By Janet Raloff
Nearly 3 million liters (some 771,000 gallons) of a chemical dispersant ejected into oil and gas from BP’s Deepwater Horizon oil spill last spring and summer lingered until at least September, a new study shows. The chemicals moved in concert with plumes of oil deep beneath the Gulf of Mexico’s surface.
David Valentine of the University of California, Santa Barbara and his colleagues periodically sampled plume water that flowed at depths of 1,000 meters or more between May and September 2010. They shipped these samples to chemist Elizabeth Kujawinski at the Woods Hole Oceanographic Institution in Massachusetts and her colleagues for analysis.
With rare exception, they report online January 26 in Environmental Science & Technology, the dispersant did not degrade but instead moved with the plumes until they were lost to dilution in the Gulf’s depths.
“If the dispersant worked, it should have been associated with the liquid oil — that is, moving off laterally into the deepwater plume. Which is where we found it — and the only place,” Kujawinski says. “We did not see it below the plume or even sloughing off the top of it.”
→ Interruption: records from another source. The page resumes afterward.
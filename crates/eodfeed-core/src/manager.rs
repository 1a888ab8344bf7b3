//! Uncached market data orchestration.
//!
//! [`Manager`] turns raw records from a [`RemoteSource`] into typed tables
//! and timezone-aware history. History requests are resolved against a
//! catalog ([`MarketData`]) for exchange and symbol metadata, which lets the
//! cache-aware manager reuse the same window logic with cached metadata.

use std::collections::BTreeMap;
use std::sync::{Mutex, PoisonError};

use chrono::NaiveDateTime;
use chrono_tz::Tz;
use tracing::{debug, info, warn};

use crate::domain::{
    clamp_end, exchange_code, symbol_code, Bar, BarFields, Bound, CacheKey, Exchange,
    ExchangeTable, HistorySeries, Period, SymbolInfo, SymbolTable,
};
use crate::remote::{RawExchange, RemoteSource};
use crate::timezone::{localize, now_in, TimezoneResolver};
use crate::{Error, Expiration, ValidationError};

/// Market data operations shared by the plain and cache-aware managers.
pub trait MarketData {
    /// All exchanges keyed by code.
    fn exchanges(&self, expiration: Option<Expiration>) -> Result<ExchangeTable, Error>;

    /// Symbols listed on `exchange`.
    fn symbols(&self, exchange: &str, expiration: Option<Expiration>)
        -> Result<SymbolTable, Error>;

    /// Price history for `request`, stamped in the exchange timezone.
    fn history(&self, request: &HistoryRequest) -> Result<HistorySeries, Error>;
}

/// History request as given by a caller.
#[derive(Debug, Clone, PartialEq, Eq)]
pub struct HistoryRequest {
    pub exchange: String,
    pub symbol: String,
    pub start: Bound,
    pub end: Option<Bound>,
    pub period: Period,
}

impl HistoryRequest {
    pub fn new(exchange: &str, symbol: &str, start: Bound) -> Result<Self, ValidationError> {
        Ok(Self {
            exchange: exchange_code(exchange)?,
            symbol: symbol_code(symbol)?,
            start,
            end: None,
            period: Period::Daily,
        })
    }

    pub fn with_end(mut self, end: Option<Bound>) -> Self {
        self.end = end;
        self
    }

    pub fn with_period(mut self, period: Period) -> Self {
        self.period = period;
        self
    }

    /// Normalized copy, rejecting bad codes and inverted windows.
    pub fn validated(&self) -> Result<Self, ValidationError> {
        if let Some(end) = self.end {
            if end.upper_extent() < self.start.lower_extent() {
                return Err(ValidationError::InvertedRange {
                    start: self.start.to_string(),
                    end: end.to_string(),
                });
            }
        }

        Ok(Self {
            exchange: exchange_code(&self.exchange)?,
            symbol: symbol_code(&self.symbol)?,
            ..self.clone()
        })
    }
}

/// A history request resolved against exchange metadata.
#[derive(Debug, Clone, PartialEq, Eq)]
pub struct HistoryWindow {
    pub exchange: String,
    pub symbol: String,
    pub period: Period,
    pub timezone: Tz,
    pub start: Bound,
    /// Requested end after clamping to the exchange's last trade.
    pub end: Option<Bound>,
}

impl HistoryWindow {
    pub fn cache_key(&self) -> CacheKey {
        CacheKey::history(&self.exchange, &self.symbol, self.period)
    }

    /// Upper edge used when selecting cached rows: the end, or "now" at the
    /// exchange when the request is open-ended.
    pub fn search_end(&self) -> Bound {
        self.end
            .unwrap_or_else(|| Bound::DateTime(now_in(self.timezone)))
    }

    pub fn empty_series(&self) -> HistorySeries {
        HistorySeries::empty(
            self.exchange.clone(),
            self.symbol.clone(),
            self.period,
            self.timezone,
        )
    }
}

/// Outcome of resolving a request.
#[derive(Debug, Clone, PartialEq)]
pub enum Prepared {
    /// Nothing to fetch: the symbol is not listed, or the window starts
    /// after the exchange's last trade.
    Empty(HistorySeries),
    Ready(HistoryWindow),
}

/// Talks to the remote source and shapes its records.
pub struct Manager<R> {
    remote: R,
    resolver: TimezoneResolver,
    last_trade_marks: Mutex<BTreeMap<String, NaiveDateTime>>,
}

impl<R: RemoteSource> Manager<R> {
    pub fn new(remote: R) -> Self {
        Self::with_resolver(remote, TimezoneResolver::default())
    }

    pub fn with_resolver(remote: R, resolver: TimezoneResolver) -> Self {
        Self {
            remote,
            resolver,
            last_trade_marks: Mutex::new(BTreeMap::new()),
        }
    }

    pub fn remote(&self) -> &R {
        &self.remote
    }

    pub fn resolver(&self) -> &TimezoneResolver {
        &self.resolver
    }

    /// Validate `request`, resolve its timezone and clamp its end using the
    /// metadata in `catalog`.
    pub fn prepare(
        &self,
        catalog: &dyn MarketData,
        request: &HistoryRequest,
        metadata_expiration: Option<Expiration>,
    ) -> Result<Prepared, Error> {
        let request = request.validated()?;

        let exchanges = catalog.exchanges(metadata_expiration)?;
        let timezone = self.resolver.resolve(&exchanges, &request.exchange)?;

        let symbols = catalog.symbols(&request.exchange, metadata_expiration)?;
        if !symbols.contains(&request.symbol) {
            debug!(
                exchange = %request.exchange,
                symbol = %request.symbol,
                "symbol not listed, returning empty history"
            );
            return Ok(Prepared::Empty(HistorySeries::empty(
                request.exchange,
                request.symbol,
                request.period,
                timezone,
            )));
        }

        let reported = exchanges
            .get(&request.exchange)
            .and_then(|exchange| exchange.last_trade);
        let last_trade = self.observed_last_trade(&request.exchange, reported);
        let end = clamp_end(request.end, last_trade);
        if end != request.end {
            debug!(
                exchange = %request.exchange,
                requested = ?request.end.map(|bound| bound.to_string()),
                clamped = ?end.map(|bound| bound.to_string()),
                "clamped end to last trade"
            );
        }
        if let Some(end) = end.filter(|end| end.upper_extent() < request.start.lower_extent()) {
            debug!(
                exchange = %request.exchange,
                symbol = %request.symbol,
                start = %request.start,
                last_trade = %end,
                "window starts after last trade, returning empty history"
            );
            return Ok(Prepared::Empty(HistorySeries::empty(
                request.exchange,
                request.symbol,
                request.period,
                timezone,
            )));
        }

        Ok(Prepared::Ready(HistoryWindow {
            exchange: request.exchange,
            symbol: request.symbol,
            period: request.period,
            timezone,
            start: request.start,
            end,
        }))
    }

    /// Fetch `[start, end]` of `window` from the remote source.
    ///
    /// Bars past `end` are dropped; the remote side sometimes appends one
    /// extra trailing period.
    pub fn fetch_window(
        &self,
        window: &HistoryWindow,
        start: &Bound,
        end: Option<&Bound>,
    ) -> Result<HistorySeries, Error> {
        let raw = self.remote.history(
            &window.exchange,
            &window.symbol,
            start.date(),
            end.map(Bound::date),
            window.period,
        )?;

        if raw.is_empty() {
            debug!(key = %window.cache_key(), %start, "remote returned no rows");
            return Ok(window.empty_series());
        }

        let tz = window.timezone;
        let bars = raw.into_iter().map(|bar| {
            Bar::new(
                localize(tz, bar.date_time),
                BarFields {
                    open: bar.open,
                    high: bar.high,
                    low: bar.low,
                    close: bar.close,
                    volume: bar.volume,
                    open_interest: bar.open_interest,
                },
            )
        });
        let mut series = HistorySeries::new(
            window.exchange.clone(),
            window.symbol.clone(),
            window.period,
            tz,
            bars,
        );
        if let Some(end) = end {
            series.truncate_after(end);
        }

        info!(key = %window.cache_key(), rows = series.len(), "fetched history");
        Ok(series)
    }

    fn build_exchange(&self, raw: RawExchange) -> Exchange {
        let timezone = self.resolver.vendor_timezone(&raw.timezone);
        if timezone.is_none() {
            warn!(
                exchange = %raw.code,
                label = %raw.timezone,
                "no timezone mapping for vendor label"
            );
        }

        let last_trade = self.observed_last_trade(&raw.code, raw.last_trade);
        Exchange {
            code: raw.code,
            name: raw.name,
            country: raw.country,
            currency: raw.currency,
            suffix: raw.suffix,
            timezone_label: raw.timezone,
            timezone,
            is_intraday: raw.is_intraday,
            intraday_start: raw.intraday_start,
            last_trade,
            advances: raw.advances,
            declines: raw.declines,
        }
    }

    /// Fold `reported` into the session high-water mark of `exchange` and
    /// return the mark. A value older than the mark is ignored.
    fn observed_last_trade(
        &self,
        exchange: &str,
        reported: Option<NaiveDateTime>,
    ) -> Option<NaiveDateTime> {
        let mut marks = self
            .last_trade_marks
            .lock()
            .unwrap_or_else(PoisonError::into_inner);
        let mark = marks.get(exchange).copied();

        match (mark, reported) {
            (Some(mark), Some(reported)) if reported < mark => {
                warn!(
                    exchange,
                    %mark,
                    %reported,
                    "last trade moved backwards, keeping the later value"
                );
                Some(mark)
            }
            (_, Some(reported)) => {
                marks.insert(exchange.to_owned(), reported);
                Some(reported)
            }
            (mark, None) => mark,
        }
    }
}

impl<R: RemoteSource> MarketData for Manager<R> {
    fn exchanges(&self, _expiration: Option<Expiration>) -> Result<ExchangeTable, Error> {
        let raw = self.remote.exchanges()?;
        info!(count = raw.len(), "fetched exchanges");
        Ok(raw
            .into_iter()
            .map(|exchange| self.build_exchange(exchange))
            .collect())
    }

    fn symbols(
        &self,
        exchange: &str,
        _expiration: Option<Expiration>,
    ) -> Result<SymbolTable, Error> {
        let exchange = exchange_code(exchange)?;
        let raw = self.remote.symbols(&exchange)?;
        info!(exchange = %exchange, count = raw.len(), "fetched symbols");
        Ok(raw
            .into_iter()
            .map(|symbol| SymbolInfo {
                code: symbol.code,
                name: symbol.name,
                long_name: symbol.long_name,
            })
            .collect())
    }

    fn history(&self, request: &HistoryRequest) -> Result<HistorySeries, Error> {
        match self.prepare(self, request, None)? {
            Prepared::Empty(series) => Ok(series),
            Prepared::Ready(window) => {
                self.fetch_window(&window, &window.start, window.end.as_ref())
            }
        }
    }
}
To scout for the dispersant, known as Corexit 9500A, Kujawinski focused on an active ingredient known as DOSS, or dioctyl sodium sulfosuccinate. It accounted for 10 percent by weight of the dispersant mixture, which was released at rates ranging from around 13,000 to 80,000 liters per day.
Prior to capping the well, plume concentrations of DOSS hovered in the low parts per million range, after which it diminished to parts per billion concentrations. DOSS levels in the plume matched what would have been expected if the dispersants remained with the oil. That, Kujawinski says, suggests no biodegradation of DOSS — and shows why remnants of dispersant applications could be detected 300 kilometers from the wellhead and even two months after their last application.
“When you read about Corexit, it’s supposed to biodegrade,” observes Carys Mitchelmore of the University of Maryland’s Center for Environmental Science in Solomons. But specific rates have not generally been reported, she adds. So the dispersant’s apparent persistence in the new paper is somewhat unexpected.
Then again, Mitchelmore notes, “Corexit is made up of multiple chemicals, so each might have different biodegradation rates.” The aquatic toxicologist says she would like to see are data showing whether Corexit enhanced the ultimate breakdown of BP’s oil.
“The jury’s still out on the role of dispersants in oil degradation,” she says. “Some say they enhance it, others say they inhibit it.”
Like Mitchelmore, Beth McGee of the Chesapeake Bay Foundation in Annapolis, Md., served on a 2005 National Academy of Sciences assessment of oil-spill dispersants. Clearly, McGee says, undersea use in the Deepwater Horizon spill constitutes “uncharted territory.”
“Dispersants typically degrade fairly rapidly,” McGee says. “So the new data leave me fairly surprised.” And, she adds, the results suggest that novel uses — such as injecting them a mile below the surface where it’s cold and there’s no light — deserve study, if only to answer questions prompted by the BP spill.